Instantly, he felt his stomach sink into his boots as a horrible feeling of heaviness set in, making him dizzy. The machinery below the floor throbbed with power, and the constant low hum raised in pitch, becoming more urgent.
Ant extracted his hand from the joystick as if he’d been stung, and instantly the strange, heavy feeling passed. He glanced over his shoulder at Liam.
Suddenly, everything was still.
Liam stood by the entrance, his hand poised over the yellow pad on the doorframe, fingers twitching, waiting for the door to slide open so he could close it again. But nothing happened.
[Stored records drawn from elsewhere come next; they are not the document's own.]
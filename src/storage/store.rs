use chrono::{DateTime, NaiveDate, Utc};
use sqlx::{Row, Sqlite, SqlitePool, Transaction};
use thiserror::Error;
use uuid::Uuid;

use crate::domain::{Expense, ExpenseId, ExpenseItem, ItemId};

use super::MIGRATION_001_INITIAL;

/// Failures surfaced by the record store. Nothing is retried at this layer;
/// retry and backoff policy, if any, belongs to the caller.
#[derive(Error, Debug)]
pub enum StoreError {
    #[error("record store unavailable: {0}")]
    Unavailable(sqlx::Error),

    #[error("atomic commit conflicted with a concurrent writer")]
    CommitConflict,

    #[error("corrupt record: {0}")]
    CorruptRecord(String),
}

impl From<sqlx::Error> for StoreError {
    fn from(err: sqlx::Error) -> Self {
        if let sqlx::Error::Database(db_err) = &err {
            let message = db_err.message();
            if message.contains("database is locked") || message.contains("database is busy") {
                return StoreError::CommitConflict;
            }
        }
        StoreError::Unavailable(err)
    }
}

/// Storage boundary over the two record sets (`expenses`, `expense_items`).
///
/// Provides atomic multi-record batches, point lookups and indexed queries.
/// No SQL leaks above this layer, and no aggregation happens below it:
/// summary folding is always done in memory by the callers.
pub struct RecordStore {
    pool: SqlitePool,
}

impl RecordStore {
    /// Create a record store over an existing connection pool.
    pub fn new(pool: SqlitePool) -> Self {
        Self { pool }
    }

    /// Connect to a SQLite database at the given URL.
    pub async fn connect(database_url: &str) -> Result<Self, StoreError> {
        let pool = SqlitePool::connect(database_url).await?;
        Ok(Self::new(pool))
    }

    /// Apply the embedded schema migrations.
    pub async fn migrate(&self) -> Result<(), StoreError> {
        sqlx::query(MIGRATION_001_INITIAL)
            .execute(&self.pool)
            .await?;
        Ok(())
    }

    /// Initialize a new database (connect + migrate).
    pub async fn init(database_url: &str) -> Result<Self, StoreError> {
        let store = Self::connect(database_url).await?;
        store.migrate().await?;
        Ok(store)
    }

    /// Open a scoped write batch. Every row operation joins one underlying
    /// transaction; `commit` makes them visible as a single unit, and
    /// dropping the batch without committing rolls everything back.
    pub async fn begin_batch(&self) -> Result<Batch, StoreError> {
        let tx = self.pool.begin().await?;
        Ok(Batch { tx })
    }

    // ========================
    // Point lookups
    // ========================

    pub async fn get_expense(&self, id: ExpenseId) -> Result<Option<Expense>, StoreError> {
        let row = sqlx::query(
            r#"
            SELECT id, owner_id, date, total_amount_cents, created_at, updated_at
            FROM expenses
            WHERE id = ?
            "#,
        )
        .bind(id.to_string())
        .fetch_optional(&self.pool)
        .await?;

        row.as_ref().map(row_to_expense).transpose()
    }

    pub async fn get_item(&self, id: ItemId) -> Result<Option<ExpenseItem>, StoreError> {
        let row = sqlx::query(
            r#"
            SELECT id, expense_id, name, price_cents, created_at, updated_at
            FROM expense_items
            WHERE id = ?
            "#,
        )
        .bind(id.to_string())
        .fetch_optional(&self.pool)
        .await?;

        row.as_ref().map(row_to_item).transpose()
    }

    // ========================
    // Indexed queries
    // ========================

    /// All expenses for an owner, newest date first.
    pub async fn expenses_by_owner(&self, owner_id: &str) -> Result<Vec<Expense>, StoreError> {
        let rows = sqlx::query(
            r#"
            SELECT id, owner_id, date, total_amount_cents, created_at, updated_at
            FROM expenses
            WHERE owner_id = ?
            ORDER BY date DESC
            "#,
        )
        .bind(owner_id)
        .fetch_all(&self.pool)
        .await?;

        rows.iter().map(row_to_expense).collect()
    }

    /// An owner's expenses with `date` in `[from, to]` inclusive, ascending.
    /// Dates are stored as ISO text, so lexicographic range compare is exact.
    pub async fn expenses_in_range(
        &self,
        owner_id: &str,
        from: NaiveDate,
        to: NaiveDate,
    ) -> Result<Vec<Expense>, StoreError> {
        let rows = sqlx::query(
            r#"
            SELECT id, owner_id, date, total_amount_cents, created_at, updated_at
            FROM expenses
            WHERE owner_id = ? AND date >= ? AND date <= ?
            ORDER BY date ASC
            "#,
        )
        .bind(owner_id)
        .bind(from.to_string())
        .bind(to.to_string())
        .fetch_all(&self.pool)
        .await?;

        rows.iter().map(row_to_expense).collect()
    }

    pub async fn items_for_expense(
        &self,
        expense_id: ExpenseId,
    ) -> Result<Vec<ExpenseItem>, StoreError> {
        let rows = sqlx::query(
            r#"
            SELECT id, expense_id, name, price_cents, created_at, updated_at
            FROM expense_items
            WHERE expense_id = ?
            ORDER BY created_at, id
            "#,
        )
        .bind(expense_id.to_string())
        .fetch_all(&self.pool)
        .await?;

        rows.iter().map(row_to_item).collect()
    }

    // ========================
    // Standalone item writes (not batched)
    // ========================

    pub async fn insert_item(&self, item: &ExpenseItem) -> Result<(), StoreError> {
        sqlx::query(
            r#"
            INSERT INTO expense_items (id, expense_id, name, price_cents, created_at, updated_at)
            VALUES (?, ?, ?, ?, ?, ?)
            "#,
        )
        .bind(item.id.to_string())
        .bind(item.expense_id.to_string())
        .bind(&item.name)
        .bind(item.price)
        .bind(item.created_at.to_rfc3339())
        .bind(item.updated_at.to_rfc3339())
        .execute(&self.pool)
        .await?;
        Ok(())
    }

    pub async fn update_item(&self, item: &ExpenseItem) -> Result<(), StoreError> {
        sqlx::query(
            r#"
            UPDATE expense_items
            SET name = ?, price_cents = ?, updated_at = ?
            WHERE id = ?
            "#,
        )
        .bind(&item.name)
        .bind(item.price)
        .bind(item.updated_at.to_rfc3339())
        .bind(item.id.to_string())
        .execute(&self.pool)
        .await?;
        Ok(())
    }

    pub async fn delete_item(&self, id: ItemId) -> Result<(), StoreError> {
        sqlx::query("DELETE FROM expense_items WHERE id = ?")
            .bind(id.to_string())
            .execute(&self.pool)
            .await?;
        Ok(())
    }
}

/// Scoped write accumulator over the record sets.
pub struct Batch {
    tx: Transaction<'static, Sqlite>,
}

impl Batch {
    pub async fn put_expense(&mut self, expense: &Expense) -> Result<(), StoreError> {
        sqlx::query(
            r#"
            INSERT INTO expenses (id, owner_id, date, total_amount_cents, created_at, updated_at)
            VALUES (?, ?, ?, ?, ?, ?)
            "#,
        )
        .bind(expense.id.to_string())
        .bind(&expense.owner_id)
        .bind(expense.date.to_string())
        .bind(expense.total_amount)
        .bind(expense.created_at.to_rfc3339())
        .bind(expense.updated_at.to_rfc3339())
        .execute(&mut *self.tx)
        .await?;
        Ok(())
    }

    /// Update an expense's mutable fields. Owner and `created_at` are never
    /// rewritten.
    pub async fn update_expense(&mut self, expense: &Expense) -> Result<(), StoreError> {
        sqlx::query(
            r#"
            UPDATE expenses
            SET date = ?, total_amount_cents = ?, updated_at = ?
            WHERE id = ?
            "#,
        )
        .bind(expense.date.to_string())
        .bind(expense.total_amount)
        .bind(expense.updated_at.to_rfc3339())
        .bind(expense.id.to_string())
        .execute(&mut *self.tx)
        .await?;
        Ok(())
    }

    /// Deleting an absent row is a no-op, which keeps expense deletion
    /// idempotent at the layer above.
    pub async fn delete_expense(&mut self, id: ExpenseId) -> Result<(), StoreError> {
        sqlx::query("DELETE FROM expenses WHERE id = ?")
            .bind(id.to_string())
            .execute(&mut *self.tx)
            .await?;
        Ok(())
    }

    pub async fn put_item(&mut self, item: &ExpenseItem) -> Result<(), StoreError> {
        sqlx::query(
            r#"
            INSERT INTO expense_items (id, expense_id, name, price_cents, created_at, updated_at)
            VALUES (?, ?, ?, ?, ?, ?)
            "#,
        )
        .bind(item.id.to_string())
        .bind(item.expense_id.to_string())
        .bind(&item.name)
        .bind(item.price)
        .bind(item.created_at.to_rfc3339())
        .bind(item.updated_at.to_rfc3339())
        .execute(&mut *self.tx)
        .await?;
        Ok(())
    }

    pub async fn delete_item(&mut self, id: ItemId) -> Result<(), StoreError> {
        sqlx::query("DELETE FROM expense_items WHERE id = ?")
            .bind(id.to_string())
            .execute(&mut *self.tx)
            .await?;
        Ok(())
    }

    /// Apply every accumulated operation as one indivisible unit.
    pub async fn commit(self) -> Result<(), StoreError> {
        self.tx.commit().await.map_err(StoreError::from)
    }
}

fn row_to_expense(row: &sqlx::sqlite::SqliteRow) -> Result<Expense, StoreError> {
    let id_str: String = row.get("id");
    let date_str: String = row.get("date");
    let created_at_str: String = row.get("created_at");
    let updated_at_str: String = row.get("updated_at");

    Ok(Expense {
        id: parse_uuid(&id_str, "expense id")?,
        owner_id: row.get("owner_id"),
        date: NaiveDate::parse_from_str(&date_str, "%Y-%m-%d")
            .map_err(|_| StoreError::CorruptRecord(format!("expense date '{}'", date_str)))?,
        total_amount: row.get("total_amount_cents"),
        created_at: parse_timestamp(&created_at_str)?,
        updated_at: parse_timestamp(&updated_at_str)?,
    })
}

fn row_to_item(row: &sqlx::sqlite::SqliteRow) -> Result<ExpenseItem, StoreError> {
    let id_str: String = row.get("id");
    let expense_id_str: String = row.get("expense_id");
    let created_at_str: String = row.get("created_at");
    let updated_at_str: String = row.get("updated_at");

    Ok(ExpenseItem {
        id: parse_uuid(&id_str, "item id")?,
        expense_id: parse_uuid(&expense_id_str, "item expense id")?,
        name: row.get("name"),
        price: row.get("price_cents"),
        created_at: parse_timestamp(&created_at_str)?,
        updated_at: parse_timestamp(&updated_at_str)?,
    })
}

fn parse_uuid(input: &str, what: &str) -> Result<Uuid, StoreError> {
    Uuid::parse_str(input).map_err(|_| StoreError::CorruptRecord(format!("{} '{}'", what, input)))
}

fn parse_timestamp(input: &str) -> Result<DateTime<Utc>, StoreError> {
    DateTime::parse_from_rfc3339(input)
        .map(|dt| dt.with_timezone(&Utc))
        .map_err(|_| StoreError::CorruptRecord(format!("timestamp '{}'", input)))
}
All was quiet, and the door remained closed.
“L-Liam?” Ant stammered.
His friend slowly lowered his hand but remained staring at the door. “I think they’ve stopped trying to get in. What did you do? Lock the door? Shock the aliens with an electrical charge or something?”
Ant swallowed. “I, er . . . I’m not sure. I think we took off.”
Liam swung around. “Say what?”
Madison dropped the wrench with an almighty clatter. “We did what?” she gasped.
Ant shrugged. “We took off. I think we’re in the sky. But at least the aliens can’t get us now, right?”